Габриель Ламбер - страница 10

стр.

— С ним.

— С кем?

— С твоим господином Анри де Фаверном.

— Как! Он злится на меня, а дерется с тобой?

— Да, он, по-видимому, узнал, что все сведения о нем поступают от меня, и, естественно, обратился ко мне.

— О, минутку! Минутку! — вскричал Альфред. — Я ему скажу…

— Ты ничего не скажешь. Этот господин мужлан, а с такими не разговаривают; впрочем, твое дело не имеет отношения к моему. Он меня оскорбил, и мне с ним драться. После будет твоя очередь.

— О да, ты хорошо с этим справляешься, если берешься за дело. Что же касается этого типа, прошу тебя, не убивай его совсем; я тебе его оставляю только при этом условии. Хочешь сигару?

— Спасибо.

— Ты даже не знаешь, от чего отказываешься! Это настоящие сигары испанского короля: Вернон привез их из Гаваны.

— Вы не курите, доктор?

— Нет.

— Напрасно.

И Альфред зажег сигару, устроился поуютнее в углу кареты и целиком погрузился в приятное занятие, наслаждаясь ароматным дымом.

V

АЛЛЕЯ ЛА-МЮЭТ

А в это время начал заниматься бледный, болезненный рассвет и из тумана стал вырисовываться Булонский лес.

Впереди нас двигалась коляска. Поскольку она свернула к воротам Майо, мы больше не сомневались, что она везла нашего противника, и приказали кучеру следовать за ней. Она направлялась к аллее Ла-Мюэт и остановилась, проехав ее на треть. Наша карета остановилась рядом с ней, и мы вышли.

Господа, приехавшие прежде нас, уже высадились.

Я взглянул на Оливье.

Он совсем преобразился, нервное волнение, владевшее им накануне, полностью исчезло, он был спокоен и холоден, улыбка высокомерного презрения кривила его рот, и только между его бровей можно было заметить легкую складку; ни одного слова не слетело с его губ.

Его противник представлял полную ему противоположность: он громко говорил, раскатисто смеялся, сильно жестикулировал, но при этом его гримасничающее лицо было бледным и искаженным; время от времени нервный спазм сжимал ему грудь и вызывал зевоту.

Мы подошли к двум его секундантам, которые предложили ему отойти в сторону.

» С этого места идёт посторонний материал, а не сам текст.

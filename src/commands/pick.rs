use std::sync::OnceLock;

use regex::Regex;
use reaction_menus::menus::OptionSelector;
use reaction_menus::{nay, MenuError};
use serenity::all::{
    CommandInteraction, CommandOptionType, Context, CreateCommand, CreateCommandOption,
    ResolvedOption,
};

use crate::commands::{string_option, MenuEnv};
use crate::helpers::{command_followup, command_response, menu_context, quiet_response};

/// Splits "red, green | blue; yellow" into its items.
pub fn split_choices(raw: &str) -> Vec<String> {
    static SEPARATOR: OnceLock<Regex> = OnceLock::new();
    let separator =
        SEPARATOR.get_or_init(|| Regex::new(r"\s*[,;|]\s*").expect("separator pattern is valid"));

    separator
        .split(raw)
        .map(str::trim)
        .filter(|s| !s.is_empty())
        .map(str::to_string)
        .collect()
}

pub async fn run(
    options: &[ResolvedOption<'_>],
    ctx: &Context,
    command: &CommandInteraction,
    env: &MenuEnv<'_>,
) {
    let Some(raw) = string_option(options, "choices") else {
        command_response(ctx, command, "You must give some choices!").await;
        return;
    };

    let selector = match OptionSelector::new(split_choices(raw)) {
        Ok(selector) => selector.with_options(env.config.menu_options()),
        Err(MenuError::Configuration(reason)) => {
            command_response(ctx, command, format!("Can't offer those: {reason}")).await;
            return;
        }
        Err(e) => {
            nay!("Failed to build selector: {}", e);
            return;
        }
    };

    quiet_response(ctx, command, "Pick one from the menu below.").await;

    let menu_ctx = menu_context(ctx, command, env.notifications);
    match selector.result(&menu_ctx).await {
        Ok(Some(choice)) => command_followup(ctx, command, format!("You picked **{choice}**.")).await,
        Ok(None) => command_followup(ctx, command, "Nothing picked.").await,
        Err(e) => {
            nay!("Selector menu failed: {}", e);
            command_followup(ctx, command, "Something went wrong with the menu.").await;
        }
    }
}

pub fn register() -> CreateCommand {
    CreateCommand::new("pick")
        .description("Pick one of up to eleven choices")
        .add_option(
            CreateCommandOption::new(
                CommandOptionType::String,
                "choices",
                "Choices separated by commas, semicolons or pipes",
            )
            .required(true),
        )
        .dm_permission(true)
}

Тогда, насвистывая, он отошел на несколько шагов и начал втыкать свою трость в землю с такой силой, что сломал ее.

Подготовиться к дуэли было просто. Господин де Фаверн назначил час дуэли, Оливье выбрал оружие, и всякое примирение было невозможно.

Вопрос заключался только в том, чтобы договориться, прекращать ли поединок после первой раны или он продлится так, как это будет угодно противникам.

По этому поводу высказался Оливье — это было его право, право оскорбленной стороны: ничто не должно было останавливать боя, кроме падения одного из противников.

Секунданты противника немного поспорили, но вынуждены были уступить; мы не знали ни одного ни другого — это были друзья г-на Анри де Фаверна. Мы считали их вполне подходящими для исполняемых обязанностей, если не принимать во внимание их резкости и унтер-офицерских манер.

Я предложил им осмотреть шпаги.

Пока они занимались этим, я вернулся к Оливье.

Он был занят тем, что разглядывал геральдическую ошибку, вкравшуюся в герб его противника, несомненно самодельный: виконт перепутал цвета.

Оливье увидел меня и отвел в сторону.

— Посмотрите, — сказал он мне, — вот два письма, одно для моей матери, а другое для…

Он не произнес имя, но показал его на письме, это было имя молодой особы, которую он любил и на которой собирался жениться.

— Все может случиться, — продолжил он. — Если мне не повезет, отошлете это письмо моей матери, что же касается другого, мой друг, отдайте его лично ей.

Я пообещал все исполнить.

Затем, видя, что, чем ближе момент схватки, тем спокойнее становилось его лицо, я сказал ему:

— Мой дорогой Оливье, я начинаю верить, что этот господин пожалеет о своем оскорблении и дорого заплатит за свою неосторожность.

— Да, — подхватил доктор, — особенно если ваше хладнокровие не напускное.

На губах Оливье появилась улыбка.

— Доктор, — ответил он, — при обычном состоянии здоровья каким бывает пульс человека, если его ничто не возбуждает?

— Ну, шестьдесят четыре или шестьдесят пять ударов в минуту, — ответил доктор.

— Пощупайте мой пульс, доктор, — сказал Оливье, протягивая Фабьену руку.